LAGRANGE — Three months ago, Pittsfield Township Trustee Mark McConnell was waging a legal battle to rejoin the Rural Lorain County Water Authority board that had ousted him in May. On Wednesday, he was narrowly voted the organization’s vice president.
McConnell, who Lorain County Common Pleas Judge James Burge twice ordered restored to the board last year, narrowly beat out Amherst Township Trustee Dennis Abraham by a vote of 12 to 10 with two members not casting ballots.
Abraham, who served as vice president last year, had been among those who had pushed for McConnell to be removed from the board over allegations McConnell had disparaged a fellow board member and lobbied other township trustees to replace their representatives on the Rural Water board.
McConnell was removed during the May 15 meeting by a secret ballot, but after questions were raised about the legality of that vote, the board met again on May 22 and voted in public to remove him a second time.
After Wednesday’s meeting, McConnell said he was surprised by the changing fortunes that had elevated him from pariah to a leadership role. He also said he was relieved that the board voted not to appeal Burge’s decision returning him to Rural Water.
“I’m pleased that they voted not to appeal the lawsuit,” he said. “I think that would be counterproductive.”
The votes came after a reshuffling of the board that saw several members, including McConnell critic Dale McAvena of Wellington Township, leave office.
Columbia Township’s representative, Dale Rundle, was unanimously named president of the board, replacing Stanley Wares of Olmsted Falls, who has not been reappointed to the board.
LaGrange Township Trustee Gary Burnett, who was among those pushing for McConnell’s ouster, said Rundle was widely seen as a peacemaker who could reunite the fractured board. Burnett said he voted in favor of not appealing the lawsuit to try to bring the board back together.
“I hope and pray that the board goes back to working together and quits the infighting because our customers lose,” Burnett said.
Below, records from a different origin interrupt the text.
/// Attach all built-in subscribers to `bus`.
pub fn register_all(
    bus: &HookBus,
    registry: Arc<SessionRegistry>,
    stream: Arc<EventStream>,
    heartbeat_interval: Duration,
) -> SubscriberSet {
    let mut entries: Vec<(&'static str, HookId)> = Vec::new();
    let mut on = |name: &'static str, callback: HookCallback| {
        entries.push((name, bus.register(name, callback)));
    };

    // ── Span enrichment ──────────────────────────────────────────
    on(names::BEFORE_AGENT_CALL, enrich(enrich_agent_call));
    on(names::BEFORE_WORKFLOW_RUN, enrich(enrich_workflow_start));
    on(names::AFTER_WORKFLOW_RUN, enrich(enrich_workflow_success));
    on(names::ERROR_WORKFLOW_RUN, enrich(enrich_workflow_error));
    on(names::BEFORE_TOOL_CALL, enrich(enrich_tool_start));
    on(names::AFTER_TOOL_CALL, enrich(enrich_tool_success));
    on(names::ERROR_TOOL_CALL, enrich(enrich_tool_error));
    on(names::BEFORE_LLM_GENERATE, enrich(enrich_llm_start));
    on(names::AFTER_LLM_GENERATE, enrich(enrich_llm_success));
    on(names::BEFORE_RPC_REQUEST, enrich(enrich_rpc_start));
    on(names::AFTER_RPC_RESPONSE, enrich(enrich_rpc_success));
    on(names::ERROR_RPC_REQUEST, enrich(enrich_rpc_error));

    // ── Session events ───────────────────────────────────────────
    {
        let registry = Arc::clone(&registry);
        let stream = Arc::clone(&stream);
        on(
            names::BEFORE_WORKFLOW_RUN,
            Arc::new(move |payload| {
                let registry = Arc::clone(&registry);
                let stream = Arc::clone(&stream);
                async move {
                    start_session(&registry, &stream, heartbeat_interval, &payload);
                    Ok(())
                }
                .boxed()
            }),
        );
    }
    {
        let registry = Arc::clone(&registry);
        let stream = Arc::clone(&stream);
        on(
            names::SESSION_STARTED,
            Arc::new(move |payload| {
                let registry = Arc::clone(&registry);
                let stream = Arc::clone(&stream);
                async move {
                    start_session(&registry, &stream, heartbeat_interval, &payload);
                    Ok(())
                }
                .boxed()
            }),
        );
    }
    {
        let registry = Arc::clone(&registry);
        let stream = Arc::clone(&stream);
        on(
            names::AFTER_WORKFLOW_RUN,
            Arc::new(move |payload| {
                let registry = Arc::clone(&registry);
                let stream = Arc::clone(&stream);
                async move {
                    finish_session(&registry, &stream, &payload, SessionStatus::Completed, None);
                    Ok(())
                }
                .boxed()
            }),
        );
    }
    {
        let registry = Arc::clone(&registry);
        let stream = Arc::clone(&stream);
        on(
            names::ERROR_WORKFLOW_RUN,
            Arc::new(move |payload| {
                let registry = Arc::clone(&registry);
                let stream = Arc::clone(&stream);
                async move {
                    let error = payload.error.clone();
                    finish_session(&registry, &stream, &payload, SessionStatus::Failed, error);
                    Ok(())
                }
                .boxed()
            }),
        );
    }
    {
        let registry = Arc::clone(&registry);
        let stream = Arc::clone(&stream);
        on(
            names::SESSION_FINISHED,
            Arc::new(move |payload| {
                let registry = Arc::clone(&registry);
                let stream = Arc::clone(&stream);
                async move {
                    let status = match payload.status.as_deref() {
                        Some("failed") => SessionStatus::Failed,
                        _ => SessionStatus::Completed,
                    };
                    let error = payload.error.clone();
                    finish_session(&registry, &stream, &payload, status, error);
                    Ok(())
                }
                .boxed()
            }),
        );
    }
    {
        let stream = Arc::clone(&stream);
        on(
            names::WAITING_ON_SIGNAL,
            Arc::new(move |payload| {
                let stream = Arc::clone(&stream);
                async move {
                    let session_id = payload_session_id(&payload);
                    let Some(signal_name) = payload.subject.clone() else {
                        return Ok(());
                    };
                    stream.publish(LiveEvent::WaitingOnSignal {
                        session_id,
                        signal_name,
                        prompt: metadata_str(&payload, "prompt"),
                        schema: metadata_value(&payload, "schema"),
                    });
                    Ok(())
                }
                .boxed()
            }),
        );
    }
    {
        // Metric counting feeds heartbeat deltas.
        let registry = Arc::clone(&registry);
        on(
            names::AFTER_LLM_GENERATE,
            Arc::new(move |payload| {
                let registry = Arc::clone(&registry);
                async move {
                    let session_id = payload_session_id(&payload);
                    let tokens = metadata_value(&payload, "tokens")
                        .and_then(|v| v.as_u64())
                        .unwrap_or(0);
                    registry.record_llm_call(&session_id, tokens);
                    Ok(())
                }
                .boxed()
            }),
        );
    }

    SubscriberSet { entries }
}

// ─── Session event plumbing ──────────────────────────────────────────────────

fn start_session(
    registry: &Arc<SessionRegistry>,
    stream: &Arc<EventStream>,
    heartbeat_interval: Duration,
    payload: &HookPayload,
) {
    let session_id = payload_session_id(payload);
    if session_id == context::UNKNOWN_SESSION {
        return;
    }
    // A duplicate start (session_started plus before_workflow_run) must not
    // spawn a second heartbeat task.
    if registry.is_active(&session_id) {
        return;
    }

    let engine = metadata_str(payload, "engine").unwrap_or_else(|| DEFAULT_ENGINE.to_string());
    let title = payload
        .subject
        .clone()
        .or_else(|| metadata_str(payload, "app_name").map(|app| format!("{app} Session")))
        .unwrap_or_else(|| format!("Session {}", session_id.chars().take(8).collect::<String>()));

    registry.add(&session_id, &engine, &title);
    stream.publish(LiveEvent::SessionStarted {
        session_id: session_id.clone(),
        engine,
        title,
        start_time: now_rfc3339(),
    });

    let task = tokio::spawn(heartbeat_loop(
        session_id.clone(),
        Arc::clone(registry),
        Arc::clone(stream),
        heartbeat_interval,
    ));
    registry.set_heartbeat_task(&session_id, task);
}

fn finish_session(
    registry: &Arc<SessionRegistry>,
    stream: &Arc<EventStream>,
    payload: &HookPayload,
    status: SessionStatus,
    error: Option<String>,
) {
    let session_id = payload_session_id(payload);
    if session_id == context::UNKNOWN_SESSION {
        return;
    }
    registry.finish(&session_id, status, error.clone());
    stream.publish(LiveEvent::SessionFinished {
        session_id,
        status: status.as_str().to_string(),
        end_time: now_rfc3339(),
        error,
    });
}

/// Periodic heartbeat for one session: publish metric deltas until the
/// session leaves the active set or the task is cancelled at finish.
async fn heartbeat_loop(
    session_id: String,
    registry: Arc<SessionRegistry>,
    stream: Arc<EventStream>,
    interval: Duration,
) {
    let mut ticker = tokio::time::interval(interval);
    // The first tick completes immediately; skip it so heartbeats start one
    // interval after session start.
    ticker.tick().await;
    loop {
        ticker.tick().await;
        if !registry.is_active(&session_id) {
            break;
        }
        let Some(delta) = registry.update_metrics(&session_id) else {
            break;
        };
        stream.publish(LiveEvent::Heartbeat {
            session_id: session_id.clone(),
            llm_calls_delta: delta.llm_calls_delta,
            tokens_delta: delta.tokens_delta,
        });
    }
}

// ─── Span enrichment callbacks ───────────────────────────────────────────────

fn enrich(apply: fn(&HookPayload, &context::ActiveSpan)) -> HookCallback {
    Arc::new(move |payload| {
        async move {
            let span = payload
                .span
                .clone()
                .or_else(context::current_span);
            if let Some(span) = span {
                if span.is_recording() {
                    apply(&payload, &span);
                }
            }
            Ok(())
        }
        .boxed()
    })
}

fn enrich_agent_call(payload: &HookPayload, span: &context::ActiveSpan) {
    if let Some(name) = &payload.subject {
        span.set_attribute(keys::AGENT_NAME, name.as_str());
    }
    if let Some(class) = metadata_str(payload, "class") {
        span.set_attribute(keys::AGENT_CLASS, class);
    }
    let session_id = payload_session_id(payload);
    if session_id != context::UNKNOWN_SESSION {
        span.set_attribute(keys::SESSION_ID, session_id);
    }
}

fn enrich_workflow_start(payload: &HookPayload, span: &context::ActiveSpan) {
    if let Some(workflow) = &payload.subject {
        span.set_attribute(keys::WORKFLOW_TYPE, workflow.as_str());
    }
    set_json(span, keys::WORKFLOW_INPUT_JSON, payload.args.as_ref());
}

fn enrich_workflow_success(payload: &HookPayload, span: &context::ActiveSpan) {
    span.set_attribute(keys::STATUS_CODE, "ok");
    set_json(span, keys::WORKFLOW_OUTPUT_JSON, payload.result.as_ref());
    span.set_status(StatusCode::Ok, None);
}

fn enrich_workflow_error(payload: &HookPayload, span: &context::ActiveSpan) {
    span.set_attribute(keys::STATUS_CODE, "error");
    if let Some(error) = &payload.error {
        span.set_attribute(keys::ERROR_MESSAGE, error.as_str());
        span.set_status(StatusCode::Error, Some(error.clone()));
    }
    if let Some(code) = metadata_str(payload, "error_code") {
        span.set_attribute(keys::ERROR_CODE, code);
    }
}

fn enrich_tool_start(payload: &HookPayload, span: &context::ActiveSpan) {
    if let Some(tool) = &payload.subject {
        span.set_attribute(keys::TOOL_NAME, tool.as_str());
    }
    set_json(span, keys::TOOL_INPUT_JSON, payload.args.as_ref());
}

fn enrich_tool_success(payload: &HookPayload, span: &context::ActiveSpan) {
    set_json(span, keys::TOOL_OUTPUT_JSON, payload.result.as_ref());
}

fn enrich_tool_error(payload: &HookPayload, span: &context::ActiveSpan) {
    if let Some(error) = &payload.error {
        span.set_attribute(keys::ERROR_MESSAGE, error.as_str());
    }
    if let Some(code) = metadata_str(payload, "error_code") {
        span.set_attribute(keys::ERROR_CODE, code);
    }
}

fn enrich_llm_start(payload: &HookPayload, span: &context::ActiveSpan) {
    if let Some(provider) = metadata_str(payload, "provider") {
        span.set_attribute(keys::LLM_PROVIDER, provider);
    }
    if let Some(model) = &payload.subject {
        span.set_attribute(keys::LLM_MODEL, model.as_str());
    }
    set_json(span, keys::LLM_PROMPT_JSON, payload.args.as_ref());
}

fn enrich_llm_success(payload: &HookPayload, span: &context::ActiveSpan) {
    set_json(span, keys::LLM_RESPONSE_JSON, payload.result.as_ref());
}

fn enrich_rpc_start(payload: &HookPayload, span: &context::ActiveSpan) {
    if let Some(method) = &payload.subject {
        span.set_attribute(keys::RPC_METHOD, method.as_str());
    }
    if let Some(id) = metadata_str(payload, "rpc_id") {
        span.set_attribute(keys::RPC_ID, id);
    }
    if let Some(transport) = metadata_str(payload, "transport") {
        span.set_attribute(keys::RPC_TRANSPORT, transport);
    }
    span.set_attribute(keys::RPC_DIRECTION, "outbound");
}

fn enrich_rpc_success(payload: &HookPayload, span: &context::ActiveSpan) {
    if let Some(duration) = metadata_value(payload, "duration_ms").and_then(|v| v.as_u64()) {
        span.set_attribute(keys::RPC_DURATION_MS, duration);
    }
}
Rundle, who had voted against McConnell’s removal, said both sides had approached him about taking over as president.
He said he has high hopes that a number of the issues that have divided the board, including concerns about the accuracy of the minutes, can be addressed during a special meeting he called for next Wednesday. Rundle told the board members he wants them to use the meeting to work out their differences and move forward.
“I know these people, they can pull together,” Rundle said after the meeting. “They will pull together.”
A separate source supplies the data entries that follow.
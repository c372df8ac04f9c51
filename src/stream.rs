//! Trace file streaming: the read path behind `GET /trace/{session_id}`.
//!
//! Serves a session's log with full-file, byte-range, and conditional
//! semantics. Full-file responses ship the stored gzip bytes verbatim (the
//! cheap path); range responses address the *decompressed* stream, decoding
//! sequentially and materializing only the slice that intersects the
//! requested window. All file I/O runs off the async runtime.
//!
//! Validation is ordered and fail-fast; every rejection maps to a distinct
//! [`ReadError`] so callers can script against the outcome, and no message
//! ever carries a filesystem path.

use crate::error::ReadError;
use axum::body::{Body, Bytes};
use axum::http::{Response, StatusCode, header};
use flate2::read::MultiGzDecoder;
use std::io::{Read, Seek, SeekFrom};
use std::path::{Path, PathBuf};
use std::time::UNIX_EPOCH;

const CHUNK_SIZE: usize = 64 * 1024;
const MEDIA_TYPE: &str = "application/x-ndjson";

// ─── Identifier validation ───────────────────────────────────────────────────

/// Reject identifiers that could escape the trace directory, checking both
/// the raw and percent-decoded forms before any filesystem access.
pub fn validate_session_id(session_id: &str) -> Result<(), ReadError> {
    let decoded = percent_decode(session_id);
    for candidate in [session_id, decoded.as_str()] {
        if candidate.contains("..") || candidate.contains('/') || candidate.contains('\\') {
            return Err(ReadError::BadId);
        }
    }
    let well_formed = !session_id.is_empty()
        && session_id
            .chars()
            .all(|c| c.is_ascii_alphanumeric() || c == '_' || c == '-');
    if !well_formed {
        return Err(ReadError::BadFormat);
    }
    Ok(())
}

/// Minimal percent-decoding; invalid escapes pass through unchanged.
fn percent_decode(input: &str) -> String {
    let bytes = input.as_bytes();
    let mut out = Vec::with_capacity(bytes.len());
    let mut i = 0;
    while i < bytes.len() {
        if bytes[i] == b'%' {
            let hex = bytes.get(i + 1..i + 3);
            if let Some(decoded) = hex.and_then(|h| {
                let h = std::str::from_utf8(h).ok()?;
                u8::from_str_radix(h, 16).ok()
            }) {
                out.push(decoded);
                i += 3;
                continue;
            }
        }
        out.push(bytes[i]);
        i += 1;
    }
    String::from_utf8_lossy(&out).into_owned()
}

// ─── Range parsing ───────────────────────────────────────────────────────────

/// Parsed `Range: bytes=start-end` header; `end` is inclusive and optional
/// (absent = to EOF).
#[derive(Debug, Clone, Copy, PartialEq, Eq)]
pub struct RangeSpec {
    pub start: u64,
    pub end: Option<u64>,
}

impl RangeSpec {
    /// First byte offset past the window, if bounded.
    fn end_exclusive(self) -> Option<u64> {
        self.end.map(|end| end + 1)
    }
}

pub fn parse_range(header: &str) -> Result<RangeSpec, ReadError> {
    let spec = header.strip_prefix("bytes=").ok_or(ReadError::BadRange)?;
    let (start_raw, end_raw) = spec.split_once('-').ok_or(ReadError::BadRange)?;
    let start: u64 = start_raw.parse().map_err(|_| ReadError::BadRange)?;
    let end = if end_raw.is_empty() {
        None
    } else {
        let end: u64 = end_raw.parse().map_err(|_| ReadError::BadRange)?;
        if end < start {
            return Err(ReadError::BadRange);
        }
        Some(end)
    };
    Ok(RangeSpec { start, end })
}

// ─── Cache validator ─────────────────────────────────────────────────────────

/// Weak validator from mutation time and size, not content hash.
pub fn generate_etag(meta: &std::fs::Metadata) -> String {
    let mtime_ns = meta
        .modified()
        .ok()
        .and_then(|t| t.duration_since(UNIX_EPOCH).ok())
        .map_or(0, |d| d.as_nanos());
    format!("W/\"{mtime_ns}-{}\"", meta.len())
}

// ─── Request handling ────────────────────────────────────────────────────────

/// Serve a trace file with conditional and range semantics.
///
/// Validation order: identifier, path resolution, containment, cache check,
/// range parse. Errors map 1:1 to HTTP statuses in the gateway.
pub async fn serve_trace(
    traces_dir: &Path,
    session_id: &str,
    if_none_match: Option<&str>,
    range: Option<&str>,
) -> Result<Response<Body>, ReadError> {
    validate_session_id(session_id)?;

    let (path, compressed) = resolve_trace_path(traces_dir, session_id).await?;

    let meta = tokio::fs::metadata(&path).await?;
    let etag = generate_etag(&meta);

    if if_none_match == Some(etag.as_str()) {
        let mut response = Response::new(Body::empty());
        *response.status_mut() = StatusCode::NOT_MODIFIED;
        response
            .headers_mut()
            .insert(header::ETAG, header_value(&etag));
        return Ok(response);
    }

    match range {
        Some(range) => {
            let spec = parse_range(range)?;
            serve_range(&path, compressed, spec, &etag).await
        }
        None => serve_full(&path, compressed, meta.len(), &etag).await,
    }
}

/// Try the compressed name first, then the plain one; verify the resolved
/// path is still nested under the trace directory (symlink defense).
async fn resolve_trace_path(
    traces_dir: &Path,
    session_id: &str,
) -> Result<(PathBuf, bool), ReadError> {
    let candidates = [
        (traces_dir.join(format!("{session_id}.jsonl.gz")), true),
        (traces_dir.join(format!("{session_id}.jsonl")), false),
    ];
    for (candidate, compressed) in candidates {
        if tokio::fs::metadata(&candidate).await.is_ok() {
            let resolved = tokio::fs::canonicalize(&candidate)
                .await
                .map_err(|_| ReadError::NotFound)?;
            let root = tokio::fs::canonicalize(traces_dir)
                .await
                .map_err(|_| ReadError::NotFound)?;
            if !resolved.starts_with(&root) {
                return Err(ReadError::Forbidden);
            }
            return Ok((resolved, compressed));
        }
    }
    Err(ReadError::NotFound)
}

/// Full-file path: stream native bytes as-is in fixed chunks. Compressed
/// sources keep their stored encoding — no decompression work at all.
async fn serve_full(
    path: &Path,
    compressed: bool,
    file_size: u64,
    etag: &str,
) -> Result<Response<Body>, ReadError> {
    let file = tokio::fs::File::open(path).await?;
    let stream = tokio_util::io::ReaderStream::with_capacity(file, CHUNK_SIZE);

    let mut response = Response::new(Body::from_stream(stream));
    let headers = response.headers_mut();
    headers.insert(header::CONTENT_TYPE, header_value(MEDIA_TYPE));
    headers.insert(header::CONTENT_LENGTH, header_value(&file_size.to_string()));
    headers.insert(header::ETAG, header_value(etag));
    headers.insert(header::ACCEPT_RANGES, header_value("bytes"));
    if compressed {
        headers.insert(header::CONTENT_ENCODING, header_value("gzip"));
    }
    Ok(response)
}

/// Range path: the window addresses decompressed bytes, so the response
/// never carries `Content-Encoding`.
async fn serve_range(
    path: &Path,
    compressed: bool,
    spec: RangeSpec,
    etag: &str,
) -> Result<Response<Body>, ReadError> {
    let owned = path.to_path_buf();
    let chunks = tokio::task::spawn_blocking(move || {
        if compressed {
            read_decompressed_window(&owned, spec)
        } else {
            read_plain_window(&owned, spec)
        }
    })
    .await
    .map_err(|_| ReadError::Io(std::io::Error::other("range read task failed")))??;

    let content_range = format!(
        "bytes {}-{}/*",
        spec.start,
        spec.end.map(|e| e.to_string()).unwrap_or_default()
    );

    let body = Body::from_stream(futures_util::stream::iter(
        chunks.into_iter().map(Ok::<_, std::convert::Infallible>),
    ));
    let mut response = Response::new(body);
    *response.status_mut() = StatusCode::PARTIAL_CONTENT;
    let headers = response.headers_mut();
    headers.insert(header::CONTENT_TYPE, header_value(MEDIA_TYPE));
    headers.insert(header::CONTENT_RANGE, header_value(&content_range));
    headers.insert(header::ETAG, header_value(etag));
    headers.insert(header::ACCEPT_RANGES, header_value("bytes"));
    Ok(response)
}

/// Sequentially decode the gzip stream, keeping only the slices that
/// intersect the window and stopping once past its end. Memory use is
/// bounded by the window, never the whole decompressed file.
fn read_decompressed_window(path: &Path, spec: RangeSpec) -> Result<Vec<Bytes>, ReadError> {
    let file = std::fs::File::open(path)?;
    let mut decoder = MultiGzDecoder::new(file);
    let end_exclusive = spec.end_exclusive();

    let mut chunks = Vec::new();
    let mut buf = vec![0u8; CHUNK_SIZE];
    let mut position: u64 = 0;
    loop {
        let read = match decoder.read(&mut buf) {
            Ok(0) => break,
            Ok(n) => n,
            Err(e) if e.kind() == std::io::ErrorKind::Interrupted => continue,
            Err(e) => return Err(e.into()),
        };
        let chunk_start = position;
        let chunk_end = position + read as u64;
        position = chunk_end;

        if let Some(end) = end_exclusive {
            if chunk_start >= end {
                break;
            }
        }
        if chunk_end <= spec.start {
            continue;
        }

        let slice_start = spec.start.saturating_sub(chunk_start) as usize;
        let slice_end = end_exclusive
            .map_or(read, |end| read.min((end - chunk_start) as usize));
        if slice_start < slice_end {
            chunks.push(Bytes::copy_from_slice(&buf[slice_start..slice_end]));
        }
    }
    Ok(chunks)
}

/// Plain files support a direct seek.
fn read_plain_window(path: &Path, spec: RangeSpec) -> Result<Vec<Bytes>, ReadError> {
    let mut file = std::fs::File::open(path)?;
    file.seek(SeekFrom::Start(spec.start))?;

    let mut chunks = Vec::new();
    let mut remaining = spec
        .end_exclusive()
        .map(|end| end.saturating_sub(spec.start));
    let mut buf = vec![0u8; CHUNK_SIZE];
    loop {
        let want = match remaining {
            Some(0) => break,
            Some(n) => buf.len().min(usize::try_from(n).unwrap_or(usize::MAX)),
            None => buf.len(),
        };
        let read = match file.read(&mut buf[..want]) {
            Ok(0) => break,
            Ok(n) => n,
            Err(e) if e.kind() == std::io::ErrorKind::Interrupted => continue,
            Err(e) => return Err(e.into()),
        };
        chunks.push(Bytes::copy_from_slice(&buf[..read]));
        if let Some(n) = remaining {
            remaining = Some(n - read as u64);
        }
    }
    Ok(chunks)
}

fn header_value(value: &str) -> header::HeaderValue {
    header::HeaderValue::from_str(value)
        .unwrap_or_else(|_| header::HeaderValue::from_static("invalid"))
}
Rochester Township Trustee Amy Szmania, a staunch McConnell ally, was named the board’s secretary-treasurer, succeeding Dora Miller, who had represented Rochester before her term ended with the new year and had consistently voted against McConnell.
Penfield Township Trustee Rick Conrad, another McConnell ally, also suggested that the board seek a new law firm because of the legal advice Rural Water had received from lawyers Matt Dooley and Dennis O’Toole over the McConnell dispute. He said the board was “led astray” by their attorneys in a legal fight that cost more than $100,000.
Dooley had come under fire earlier in the meeting from several board members for conversations he had earlier in the day with Assistant County Prosecutor Gerald Innes over a dispute about who will represent Wellington Township. Dooley said the matter was a Wellington Township issue, not a Rural Water one and he knew little about it.
Before McAvena, who was defeated in his bid to remain a Wellington Township trustee in November, left office at the end of 2013, he and his fellow trustees named the township’s fiscal officer, Louise Grosse, to the board.
But Wellington Township Trustee Nancy Fisher said that the trustees voted this week to rescind Grosse’s appointment over concerns about her attendance at other meetings as well as health issues. They instead named Bernie Nirode, who had represented the township at Rural Water until the trustees removed him in 2010, to serve on the water board.
Fisher said she and her fellow trustees made a mistake removing Nirode four years ago. She also said the trustees shouldn’t have appointed Grosse to replace McAvena in December because of a township rule that requires board appointments to be made at the first meeting of the year.
Fisher said there was a push from Rural Water to accept the appointment of Grosse rather than Nirode, which prompted her to contact Innes.
Innes said Wednesday that he and Dooley agreed it would be best for Wellington Township not to seat a Rural Water representative until Innes has a chance to further review the issue and determine how to proceed.